● Task brief
Looking at the entries underneath, work out how many lines contain "Response". Write only that number.

● Data provided

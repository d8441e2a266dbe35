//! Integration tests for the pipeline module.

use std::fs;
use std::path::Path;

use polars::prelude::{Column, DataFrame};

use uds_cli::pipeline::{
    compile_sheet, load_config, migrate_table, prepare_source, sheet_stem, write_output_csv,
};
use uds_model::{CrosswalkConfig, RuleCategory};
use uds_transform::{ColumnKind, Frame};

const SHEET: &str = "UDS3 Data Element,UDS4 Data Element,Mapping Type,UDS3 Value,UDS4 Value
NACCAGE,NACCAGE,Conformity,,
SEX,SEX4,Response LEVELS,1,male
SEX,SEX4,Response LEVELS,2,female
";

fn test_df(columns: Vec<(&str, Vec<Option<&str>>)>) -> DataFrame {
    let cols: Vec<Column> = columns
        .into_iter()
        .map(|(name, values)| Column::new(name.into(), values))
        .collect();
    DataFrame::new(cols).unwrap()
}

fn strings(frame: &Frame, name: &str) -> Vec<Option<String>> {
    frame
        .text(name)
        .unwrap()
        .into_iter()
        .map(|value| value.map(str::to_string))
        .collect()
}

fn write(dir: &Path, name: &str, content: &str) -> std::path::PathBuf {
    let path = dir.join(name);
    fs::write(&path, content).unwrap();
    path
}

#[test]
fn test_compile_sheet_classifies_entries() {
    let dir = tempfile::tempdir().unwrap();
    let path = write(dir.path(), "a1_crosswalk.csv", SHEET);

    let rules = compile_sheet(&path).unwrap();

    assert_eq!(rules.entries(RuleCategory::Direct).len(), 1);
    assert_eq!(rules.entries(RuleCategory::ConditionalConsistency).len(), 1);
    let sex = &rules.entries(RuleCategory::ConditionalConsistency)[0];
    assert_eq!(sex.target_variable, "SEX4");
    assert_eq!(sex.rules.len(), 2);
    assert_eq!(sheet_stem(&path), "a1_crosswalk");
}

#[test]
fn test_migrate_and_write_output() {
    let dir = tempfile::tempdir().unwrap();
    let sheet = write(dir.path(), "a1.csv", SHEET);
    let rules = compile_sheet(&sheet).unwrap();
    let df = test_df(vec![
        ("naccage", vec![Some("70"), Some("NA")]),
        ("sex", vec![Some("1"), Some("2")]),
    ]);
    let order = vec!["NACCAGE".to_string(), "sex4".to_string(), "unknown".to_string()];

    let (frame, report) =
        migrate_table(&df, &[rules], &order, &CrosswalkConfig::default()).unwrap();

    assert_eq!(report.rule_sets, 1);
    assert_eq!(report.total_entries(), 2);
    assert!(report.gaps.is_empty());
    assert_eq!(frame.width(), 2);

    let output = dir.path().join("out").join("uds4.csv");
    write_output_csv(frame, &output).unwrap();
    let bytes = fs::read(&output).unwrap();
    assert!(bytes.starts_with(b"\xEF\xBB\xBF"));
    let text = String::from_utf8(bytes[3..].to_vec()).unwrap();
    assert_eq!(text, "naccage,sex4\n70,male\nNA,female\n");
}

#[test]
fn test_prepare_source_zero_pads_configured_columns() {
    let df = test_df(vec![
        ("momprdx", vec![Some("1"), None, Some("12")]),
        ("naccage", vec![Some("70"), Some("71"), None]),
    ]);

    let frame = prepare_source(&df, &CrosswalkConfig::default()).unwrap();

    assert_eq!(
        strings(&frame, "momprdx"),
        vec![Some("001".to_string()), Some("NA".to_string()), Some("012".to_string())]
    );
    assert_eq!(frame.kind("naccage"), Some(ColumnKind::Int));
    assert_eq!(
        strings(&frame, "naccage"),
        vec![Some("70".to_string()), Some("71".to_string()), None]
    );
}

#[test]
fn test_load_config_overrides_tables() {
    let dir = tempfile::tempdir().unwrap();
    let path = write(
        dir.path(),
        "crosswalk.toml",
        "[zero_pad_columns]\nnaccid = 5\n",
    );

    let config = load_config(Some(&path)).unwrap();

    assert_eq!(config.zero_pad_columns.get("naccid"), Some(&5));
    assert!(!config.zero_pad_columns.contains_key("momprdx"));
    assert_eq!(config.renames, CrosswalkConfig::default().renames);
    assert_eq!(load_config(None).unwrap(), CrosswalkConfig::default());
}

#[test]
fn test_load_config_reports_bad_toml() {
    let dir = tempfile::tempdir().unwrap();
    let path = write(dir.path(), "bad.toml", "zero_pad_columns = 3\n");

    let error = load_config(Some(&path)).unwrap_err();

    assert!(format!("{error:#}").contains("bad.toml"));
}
* * *
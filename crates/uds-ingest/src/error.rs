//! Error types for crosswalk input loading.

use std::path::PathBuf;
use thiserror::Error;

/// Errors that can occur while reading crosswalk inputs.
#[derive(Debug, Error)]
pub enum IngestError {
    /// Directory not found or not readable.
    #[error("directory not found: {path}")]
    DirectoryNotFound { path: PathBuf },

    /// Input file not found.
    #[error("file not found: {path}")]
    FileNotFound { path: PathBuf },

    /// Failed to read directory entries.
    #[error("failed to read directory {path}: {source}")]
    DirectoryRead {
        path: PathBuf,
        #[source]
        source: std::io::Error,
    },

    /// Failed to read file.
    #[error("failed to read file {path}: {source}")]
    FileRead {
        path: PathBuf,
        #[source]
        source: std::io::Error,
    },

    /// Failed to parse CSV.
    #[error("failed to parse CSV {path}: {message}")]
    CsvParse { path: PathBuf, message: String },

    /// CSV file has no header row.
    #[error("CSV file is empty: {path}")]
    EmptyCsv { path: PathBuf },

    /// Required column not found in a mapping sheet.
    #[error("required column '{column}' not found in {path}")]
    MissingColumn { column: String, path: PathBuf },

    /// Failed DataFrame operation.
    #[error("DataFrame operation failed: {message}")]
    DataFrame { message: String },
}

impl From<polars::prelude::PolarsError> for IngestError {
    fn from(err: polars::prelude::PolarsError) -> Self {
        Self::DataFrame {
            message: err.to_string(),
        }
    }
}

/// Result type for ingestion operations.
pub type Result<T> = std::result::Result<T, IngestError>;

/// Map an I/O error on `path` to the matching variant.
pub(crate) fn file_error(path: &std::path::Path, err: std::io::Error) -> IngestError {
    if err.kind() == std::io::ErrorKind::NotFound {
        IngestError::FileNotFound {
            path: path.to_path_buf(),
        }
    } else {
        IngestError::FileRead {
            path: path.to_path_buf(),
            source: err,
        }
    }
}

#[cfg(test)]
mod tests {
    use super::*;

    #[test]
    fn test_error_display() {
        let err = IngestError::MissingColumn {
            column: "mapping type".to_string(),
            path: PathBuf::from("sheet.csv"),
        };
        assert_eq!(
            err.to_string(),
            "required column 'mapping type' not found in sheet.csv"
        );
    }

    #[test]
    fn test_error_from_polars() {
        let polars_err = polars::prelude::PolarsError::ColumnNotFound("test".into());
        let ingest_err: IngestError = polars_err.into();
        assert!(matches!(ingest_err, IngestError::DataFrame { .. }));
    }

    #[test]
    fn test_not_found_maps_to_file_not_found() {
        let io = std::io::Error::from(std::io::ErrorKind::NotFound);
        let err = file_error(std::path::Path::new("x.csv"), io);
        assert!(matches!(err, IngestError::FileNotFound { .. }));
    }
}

● Answer section
2